New Zealand Policy Research Institute and Global Women partners Mānatu Wāhine – Ministry for Women’s report Gender and Ethnic Pay Gaps: An Industry-level Portrait of Aotearoa provides a sobering and much-needed exposition of pay disparity across a five-year period.
This vital research sheds light on the gender pay gap, the ethnic pay gap, and the aggregated intersectional pay gap across gender and ethnicity in Aotearoa New Zealand. The report both provides a comprehensive account of pay disparities across industries, and an exploration of the structural factors driving these disparities.
The key findings reveal that our two highest paid industries also have the highest gender pay gap and the highest ethnic pay gap as of 2022, with a 15% gender pay gap in the Media & Finance and Professional Services industries, and a 27% Pacific-European pay gap in Professional Services.
Women comprised approximately half the workforce in these two industries, however they were also the industries in which Māori and Pacific workers were most underrepresented. Though Asian workers were overrepresented in both Media & Finance and Professional Services, they were also overrepresented in the two lowest paying industries, Hospitality and Retail.
The gender pay gaps in the female-dominated Healthcare and Education industries were 14% and 13% respectively, on par with the 14% pay gap in the male-dominated Wholesale industry. The Construction industry had the lowest number of women workers overall, and a small negative pay gap.
By tracking trends from 2016 through to 2022, the report also provides insights into the progress that is being made towards closing the gender and ethnic pay gaps over time. While these gaps have been decreasing slowly over time, the rates at which they are decreasing are not uniform across gender, ethnicity, or industry.
According to Stats NZ, the overall gender pay gap is sitting at 8.2% as of June 2024. This decrease is in line with the report’s recorded rate of an overall gender pay gap decrease of 18% over a five-year period. The industry to have the largest decrease over time was Arts & Recreation, with a decrease of 53%. However, the gender pay gap increased by 29% in Healthcare, as well as increasing in Hospitality and Education.
Over the same period of time, the overall Māori pay gap decreased from 16% to 15%, with the greatest pay gap decreases in the Hospitality and Construction industries. However, the Māori pay gap increased in six industries over the same period, with a 66% increase in Media & Finance. The Pacific pay gap decreased from 21% to 19%, and the Asian pay gap decreased from 11% to 10%. As with the gender pay gap and Māori pay gap, both the Pacific pay gap and Asian pay gap experienced differential decreases and increases across industries.
Critically, the report’s overview of pay gaps across gender and ethnicity emphasises the need for an intersectional approach to pay parity. Not only are pay gaps still increasing in certain industries, but the overall decrease in pay gaps is unequal. The ethnic pay gaps across all industries are 13%, 14%, and 8% for Māori, Pacific and Asian women, when compared only with European women.
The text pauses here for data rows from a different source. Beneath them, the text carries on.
//! Report delivery

use crate::config::MailConfig;
use crate::error::{BriefingError, Result};
use crate::model::{Report, ReportFormat};
use async_trait::async_trait;
use lettre::message::Mailbox;
use lettre::message::header::ContentType;
use lettre::transport::smtp::authentication::Credentials;
use lettre::{AsyncSmtpTransport, AsyncTransport, Message, Tokio1Executor};
use tracing::{info, instrument};

/// Port that speaks TLS from the first byte; any other port uses STARTTLS
pub const IMPLICIT_TLS_PORT: u16 = 465;

#[async_trait]
pub trait Mailer: Send + Sync {
    async fn deliver(&self, report: &Report) -> Result<()>;

    fn name(&self) -> &str;
}

/// Sends the report to its own sender address over authenticated SMTP
pub struct SmtpMailer {
    transport: AsyncSmtpTransport<Tokio1Executor>,
    mailbox: Mailbox,
}

impl SmtpMailer {
    pub fn new(config: &MailConfig) -> Result<Self> {
        let address = config
            .address
            .as_deref()
            .ok_or_else(|| BriefingError::ConfigError("EMAIL_ADDRESS not set".into()))?;
        let password = config
            .password
            .as_deref()
            .ok_or_else(|| BriefingError::ConfigError("EMAIL_PASSWORD not set".into()))?;

        let mailbox: Mailbox = address
            .parse()
            .map_err(|e| BriefingError::ConfigError(format!("Invalid email address: {e}")))?;

        let builder = if config.smtp_port == IMPLICIT_TLS_PORT {
            AsyncSmtpTransport::<Tokio1Executor>::relay(&config.smtp_host)
        } else {
            AsyncSmtpTransport::<Tokio1Executor>::starttls_relay(&config.smtp_host)
        }
        .map_err(|e| BriefingError::MailError(format!("SMTP transport error: {e}")))?;

        let transport = builder
            .port(config.smtp_port)
            .credentials(Credentials::new(address.to_string(), password.to_string()))
            .build();

        Ok(Self { transport, mailbox })
    }
}

/// Build the message for a report; sender and recipient are the same mailbox
pub fn build_message(mailbox: &Mailbox, report: &Report) -> Result<Message> {
    let content_type = match report.format {
        ReportFormat::Html => ContentType::TEXT_HTML,
        ReportFormat::Text => ContentType::TEXT_PLAIN,
    };

    Message::builder()
        .from(mailbox.clone())
        .to(mailbox.clone())
        .subject(report.subject.as_str())
        .header(content_type)
        .body(report.body.clone())
        .map_err(|e| BriefingError::MailError(format!("Failed to build email: {e}")))
}

#[async_trait]
impl Mailer for SmtpMailer {
    #[instrument(skip_all, fields(subject = %report.subject))]
    async fn deliver(&self, report: &Report) -> Result<()> {
        let email = build_message(&self.mailbox, report)?;

        self.transport
            .send(email)
            .await
            .map_err(|e| BriefingError::MailError(format!("Failed to send email: {e}")))?;

        info!(to = %self.mailbox.email, "report mailed");
        Ok(())
    }

    fn name(&self) -> &str {
        "smtp"
    }
}

/// Prints the report instead of sending it
#[derive(Debug, Default, Clone, Copy)]
pub struct DryRunMailer;

#[async_trait]
impl Mailer for DryRunMailer {
    async fn deliver(&self, report: &Report) -> Result<()> {
        println!("Subject: {}\nContent-Type: {}\n", report.subject, report.format);
        println!("{}", report.body);
        info!("dry run, report printed instead of mailed");
        Ok(())
    }

    fn name(&self) -> &str {
        "dry-run"
    }
}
Combining the gender and ethnic pay gaps reveals further disparities: when compared to European men, the Māori women pay gap sits at 23%, the Pacific women pay gap sits at 24%, and the Asian women pay gap sits at 18%.
The report’s comprehensive examination of pay gaps across gender and ethnicity at an industry level further offers insights into where pay disparity is driven more by gender, ethnicity, or both. This research provides an invaluable overview of how and where inequities are institutionalised across sectors, which will enable the production of more effective frameworks through which to address these inequities.